Comparing cortical distances from each stimulation trial to the optimal location revealed that blindness had a significant effect on spatial accuracy. The guided trials were significantly more accurate spatially than blind trials (main effect of blindness, F(1, 3) = 170.9, Mse = 3.8, P < 0.001) (Fig. 5A). The guided stimulation also conferred a significant improvement in spatial accuracy as judged using distance differences between scalp surface optimal and subsequent stimulation trial locations (main effect of blindness, F(1, 3) = 199.7, Mse = 3.3, P < 0.001) (Fig. 5B). In addition, differences in stimulating coil twist angles between the coil angle used for determining the FDI optimal location and all subsequent stimulation trials were smaller during guided than during blind stimulation (main effect of blindness, F(1, 3) = 338.3, Mse = 1.4, P < 0.001) (Fig. 5C).
The second hypothesis for this study was that improved spatial accuracy would improve response quality by allowing experimenters to stimulate the cortical surface closer to the optimal FDI location. By improved response quality, we refer specifically to: (1) increased probability of eliciting FDI CMAPs from a known optimal location, (2) shorter response latency, (3) larger response amplitude and area, and (4) decreased coefficient of variation for the latter two. The latter two response characteristics were evaluated for all trial response indices where a response was successfully elicited. The response quality was evaluated as a function of blinded condition and TMS stimulation strength.
To evaluate whether the blindness condition affected the probability of eliciting FDI CMAPs, we measured the proportion of trials that produced a response (collapsed across the 5 subjects for each of the 4 experimenters). The overall pattern of results is shown in Fig. 6. The guided trials were significantly more effective at eliciting a response than blind trials (main effect of blindness, F(1, 3) = 202.1, Mse = 12.4, P < 0.001) as were higher power levels (main effect of power, F(1, 3) = 74.3, Mse = 53.0, P < 0.01). In addition to these main effects which reflect the individual contributions of the independent variables, there was a significant interaction between blindness and power (F(1, 3) = 7.1, Mse = 27.5, P < 0.05). To determine the exact source of this interaction, we conducted a set of planned comparisons examining the effect of blindness at each of the 3 power levels. The guided trials were significantly more effective than blind trials at the first and second power levels (F(1, 3) = 49.2, P < 0.001, and F(1, 3) = 50.5, P < 0.001, respectively). In contrast, the effect of blindness just missed significance at the third power level (F(1, 3) = 6.0, P = 0.05).
Comparison of FDI takeoff latencies showed no significant differences across the two blinded conditions. As expected, there was a tendency for latencies to decrease as stimulation strength increased (Fig. 7A).
The CMAPs' amplitude was significantly greater for guided than for blind trials (F(1, 3) = 22.7, P < 0.05) and was significantly greater as power increased F(1, 3) = 31.8, P < 0.001).

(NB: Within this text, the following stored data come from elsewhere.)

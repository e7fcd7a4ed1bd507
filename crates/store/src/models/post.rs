//! Post documents.

use serde::{Deserialize, Serialize};
use steeple_core::types::{Timestamp, UserId};

/// Visibility state of a post.
#[derive(Debug, Clone, Copy, PartialEq, Eq, Serialize, Deserialize)]
#[serde(rename_all = "lowercase")]
pub enum PostStatus {
    Published,
    Hidden,
}

impl Default for PostStatus {
    fn default() -> Self {
        PostStatus::Published
    }
}

/// A document from the `posts` collection, immutable for the engine's
/// purposes except for its moderation [`PostStatus`].
#[derive(Debug, Clone, Serialize, Deserialize)]
pub struct Post {
    #[serde(default)]
    pub parish_id: Option<String>,
    pub author_id: UserId,
    /// `"official"` or `"normal"`.
    #[serde(default = "default_kind")]
    pub kind: String,
    /// `"notice"`, `"community"`, ...
    #[serde(default = "default_category")]
    pub category: String,
    #[serde(default)]
    pub title: String,
    #[serde(default)]
    pub body: String,
    #[serde(default)]
    pub status: PostStatus,
    pub updated_at: Timestamp,
}

fn default_kind() -> String {
    "normal".to_string()
}

fn default_category() -> String {
    "community".to_string()
}

impl Post {
    /// Only official notices fan out to the whole parish.
    pub fn is_official_notice(&self) -> bool {
        self.kind == "official" && self.category == "notice"
    }
}
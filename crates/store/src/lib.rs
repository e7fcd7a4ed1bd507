//! Document-store interface for the Steeple backend.
//!
//! The production document store is an external collaborator; this crate
//! specifies only the interface the notification engine needs:
//!
//! - [`stores`] — narrow async traits for each collection the engine reads
//!   or writes (user directory, posts, reports, conversations).
//! - [`models`] — the document models those traits exchange.
//! - [`memory`] — an in-memory implementation backing tests and local
//!   development; production deployments plug their store adapter in behind
//!   the same traits.
//!
//! All shared state lives behind these traits. The engine holds no caches of
//! its own, so the store's consistency guarantees are the only ones in play.

pub mod error;
pub mod memory;
pub mod models;
pub mod stores;

use std::sync::{Arc, OnceLock};

pub use error::StoreError;
pub use memory::MemoryStore;
pub use stores::{ConversationStore, PostStore, ReportStore, UserDirectory};

/// Bundle of store handles injected into every component that needs one.
///
/// Constructed once at startup and passed down explicitly; nothing in the
/// engine reaches for a process-global connection.
#[derive(Clone)]
pub struct Stores {
    pub users: Arc<dyn UserDirectory>,
    pub posts: Arc<dyn PostStore>,
    pub reports: Arc<dyn ReportStore>,
    pub conversations: Arc<dyn ConversationStore>,
}

impl Stores {
    /// Build a fresh in-memory store bundle.
    ///
    /// Returns the bundle plus the concrete [`MemoryStore`] handle so tests
    /// and local wiring can seed documents.
    pub fn memory() -> (Self, Arc<MemoryStore>) {
        let store = Arc::new(MemoryStore::new());
        let stores = Self {
            users: store.clone(),
            posts: store.clone(),
            reports: store.clone(),
            conversations: store.clone(),
        };
        (stores, store)
    }

    /// Process-wide in-memory store, initialized on first call.
    ///
    /// Subsequent calls return the same handles, so startup code may call
    /// this more than once without creating divergent stores.
    pub fn init_memory() -> (Self, Arc<MemoryStore>) {
        static SHARED: OnceLock<(Stores, Arc<MemoryStore>)> = OnceLock::new();
        SHARED.get_or_init(Self::memory).clone()
    }
}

Although blindness and power did not significantly interact with one another, planned comparisons revealed that the effect of blindness was only significant for the second and third power levels (F(1, 3) = 20.2, P < 0.01, and F(1, 3) = 16.7, P < 0.01, respectively) (Fig. 7B).
A similar result was obtained for FDI CMAP's area, which was significantly greater for guided than for blind trials (main effect of blindness, F(1, 3) = 11.2, P < 0.05). Additionally, there was significantly more area under the response curve for trials of increasing power (main effect of power, F(1, 3) = 31.2, P < 0.001). Although blindness and power did not significantly interact with one another, a series of planned comparisons revealed that the advantage for guided trials over blind trials was significant only for the second and third power levels (F(1, 3) = 12.2, P < 0.05, and F(1, 3) = 7.8, P < 0.05, respectively) (Fig. 7C). Therefore, independent of stimulus intensities and particularly at lower stimulation power, the use of the image guided system significantly increased the probability of TMS eliciting a response, which tended to be of larger amplitude and enclosed a larger response area.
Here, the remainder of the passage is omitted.